Blackwood, le pensionnat de nulle part, Lois Duncan

Blackwood, le pensionnat de nulle partA l’instant où elle pose les yeux sur l’imposant manoir gothique de Blackwood, le pensionnat où elle va passer l’année, un sentiment d’angoisse s’empare de Kit. Comme si un vent glacé traversait son cœur à chaque pas effectué vers la porte. Comme s’il y avait quelque chose de maléfique à l’intérieur des murs du pensionnat, perdu au milieu de nulle part. Lorsque d’étranges phénomènes viennent perturber son quotidien et que les trois autres pensionnaires se mettent à développer des talents artistiques incroyables, le malaise de Kit ne fait que s’intensifier. Hantée par une mélodie de piano, elle devient somnambule et aperçoit d’étranges silhouettes dans les couloirs sombres. Bien décidée à mener l’enquête, Kit découvrira que certains secrets feraient mieux de rester enfouis… car ils dépassent tout ce que la raison peut appréhender.

Si je n’ai jamais rêvé d’aller en pensionnat (au contraire, cette perspective m’a toujours effrayée), j’aime cette ambiance particulière dans les livres.
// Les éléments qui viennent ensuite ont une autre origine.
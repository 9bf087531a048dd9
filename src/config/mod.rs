pub mod delay;

use std::path::{Path, PathBuf};
use std::sync::Arc;

use async_trait::async_trait;
use serde::{Deserialize, Serialize};
use tokio::sync::RwLock;

use crate::error::ConfigError;

pub use delay::{DelaySettings, DelaySettingsSource, FileDelaySettings};

/// Server configuration
#[derive(Debug, Clone, Serialize, Deserialize)]
#[serde(default)]
pub struct ServerConfig {
    /// Host to bind to
    pub host: String,

    /// Port to listen on (0 picks a free port)
    pub port: u16,
}

impl Default for ServerConfig {
    fn default() -> Self {
        Self {
            host: "127.0.0.1".to_string(),
            port: 80,
        }
    }
}

/// Where canned documents and delay settings live
#[derive(Debug, Clone, Serialize, Deserialize)]
#[serde(default)]
pub struct ContentConfig {
    /// Directory holding `<identifier>.xml` documents
    pub content_dir: PathBuf,

    /// Delay settings file, re-read on every request
    pub settings_file: PathBuf,

    /// Content type of every response
    pub content_type: String,
}

impl Default for ContentConfig {
    fn default() -> Self {
        Self {
            content_dir: PathBuf::from("SiteContent"),
            settings_file: PathBuf::from("ListenerSettings.xml"),
            content_type: "text/xml".to_string(),
        }
    }
}

/// Logging configuration
#[derive(Debug, Clone, Serialize, Deserialize)]
#[serde(default)]
pub struct LoggingConfig {
    /// Log level
    pub level: String,

    /// Whether to log in JSON format
    pub json_format: bool,
}

impl Default for LoggingConfig {
    fn default() -> Self {
        Self {
            level: "info".to_string(),
            json_format: false,
        }
    }
}

/// Main listener configuration
#[derive(Debug, Clone, Default, Serialize, Deserialize)]
#[serde(default)]
pub struct ListenerConfig {
    /// Server configuration
    pub server: ServerConfig,

    /// Content configuration
    pub content: ContentConfig,

    /// Logging configuration
    pub logging: LoggingConfig,
}

impl ListenerConfig {
    /// Check the values that cannot be defaulted away
    pub fn validate(&self) -> Result<(), ConfigError> {
        if self.server.host.trim().is_empty() {
            return Err(ConfigError::ValidationError(
                "server.host must not be empty".to_string(),
            ));
        }

        if self.content.content_type.trim().is_empty() {
            return Err(ConfigError::ValidationError(
                "content.content_type must not be empty".to_string(),
            ));
        }

        Ok(())
    }
}

/// Configuration manager trait
#[async_trait]
pub trait ConfigManager: Send + Sync {
    /// Get the current configuration
    async fn get_config(&self) -> ListenerConfig;

    /// Load configuration from a JSON file
    async fn load_from_file<P: AsRef<Path> + Send>(&self, path: P) -> Result<(), ConfigError>;

    /// Save configuration to a JSON file
    async fn save_to_file<P: AsRef<Path> + Send>(&self, path: P) -> Result<(), ConfigError>;

    /// Update configuration
    async fn update_config(&self, config: ListenerConfig) -> Result<(), ConfigError>;
}

/// Basic implementation of the ConfigManager
pub struct BasicConfigManager {
    config: Arc<RwLock<ListenerConfig>>,
}

impl BasicConfigManager {
    /// Create a new BasicConfigManager with default configuration
    pub fn new() -> Self {
        Self {
            config: Arc::new(RwLock::new(ListenerConfig::default())),
        }
    }
}

impl Default for BasicConfigManager {
    fn default() -> Self {
        Self::new()
    }
}

#[async_trait]
impl ConfigManager for BasicConfigManager {
    async fn get_config(&self) -> ListenerConfig {
        self.config.read().await.clone()
    }

    async fn load_from_file<P: AsRef<Path> + Send>(&self, path: P) -> Result<(), ConfigError> {
        let path = path.as_ref();
        let text = tokio::fs::read_to_string(path)
            .await
            .map_err(|e| ConfigError::LoadError(format!("{}: {}", path.display(), e)))?;

        let config: ListenerConfig = serde_json::from_str(&text)
            .map_err(|e| ConfigError::LoadError(format!("{}: {}", path.display(), e)))?;

        self.update_config(config).await?;
        tracing::info!("Loaded configuration from {}", path.display());
        Ok(())
    }

    async fn save_to_file<P: AsRef<Path> + Send>(&self, path: P) -> Result<(), ConfigError> {
        let path = path.as_ref();
        let config = self.get_config().await;
        let text = serde_json::to_string_pretty(&config)
            .map_err(|e| ConfigError::SaveError(e.to_string()))?;

        tokio::fs::write(path, text)
            .await
            .map_err(|e| ConfigError::SaveError(format!("{}: {}", path.display(), e)))
    }

    async fn update_config(&self, config: ListenerConfig) -> Result<(), ConfigError> {
        config.validate()?;

        let mut current_config = self.config.write().await;
        *current_config = config;
        Ok(())
    }
}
J’adore les vieux châteaux comme dans Harry Potter ou Night School, avec une bibliothèque, une grande salle à manger et des dortoirs…
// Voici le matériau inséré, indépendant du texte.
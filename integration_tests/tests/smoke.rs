mod common;

use bot_core::markup::{parse_incoming_threat_count, parse_troop_movements, parse_village_list};

#[test]
fn village_list_fixture_parses() {
    let villages = parse_village_list(&common::fixture("village_list.html")).expect("list parses");
    assert_eq!(villages.len(), 3);
    assert_eq!(villages[0].name, "Village1");
    assert_eq!(villages[2].locator.query(), "newdid=103");
}

#[test]
fn rally_point_fixture_counts_only_incoming_raids() {
    let page = common::fixture("rally_point_under_attack.html");
    let movements = parse_troop_movements(&page).expect("rally point parses");
    assert_eq!(movements.incoming_raids, 3);
    assert_eq!(movements.incoming_supply, 1);
    assert_eq!(movements.outgoing_raids, 1);
    assert_eq!(parse_incoming_threat_count(&page), Ok(3));
}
Blackwood est particulier. Si Poudlard ou Cimmeria font rêver, Blackwood, malgré la magnificence du bâtiment, inspire surtout la peur. Le mot qui vient à l’esprit de ses quelques pensionnaires est d’ailleurs « maléfique« .

L’inquiétude et le mystère sont là. Mais le suspense n’est pas aussi puissant pour un lecteur expérimenté étant donné que ce livre est taillé pour un public jeune (je ne m’y attendais pas, je pensais à un roman young adult alors que je conseillerais ce roman à partir de 11 ans). Néanmoins, si un lecteur plus expérimenté voit venir de loin certains rebondissements, il y a tout un pan de l’histoire que je ne soupçonnais pas et que j’ai trouvé d’une inventivité surprenante. Grâce à cette histoire justement, même si le livre est avant tout destiné à faire frissonner, il apporte un peu de culture aux jeunes lecteurs.

Les personnages ne sont pas assez développés à mon goût mais je garde à l’esprit qu’il s’agit d’un livre pour enfants. Ce que je regrette sont les stéréotypes notamment concernant Ruth, décrite comme une fille pas très jolie et très intelligente ou Lynda qui est très blonde, très mignonne mais pas très maligne (pardon pour la répétition de l’adverbe « très » mais elles sont décrites avec autant d’emphase dans le roman !). J’aimerais faire la peau à ce genre de stéréotypes dans les livres pour d’aussi jeunes lecteurs.

Mais niveau histoire et ambiance, cette réédition d’un livre des années 70 réadapté à la vie aujourd’hui (avec le problème de l’absence de wifi à Blackwood notamment), est un divertissement très agréable qui apportera son lot de sueurs froides à ses lecteurs.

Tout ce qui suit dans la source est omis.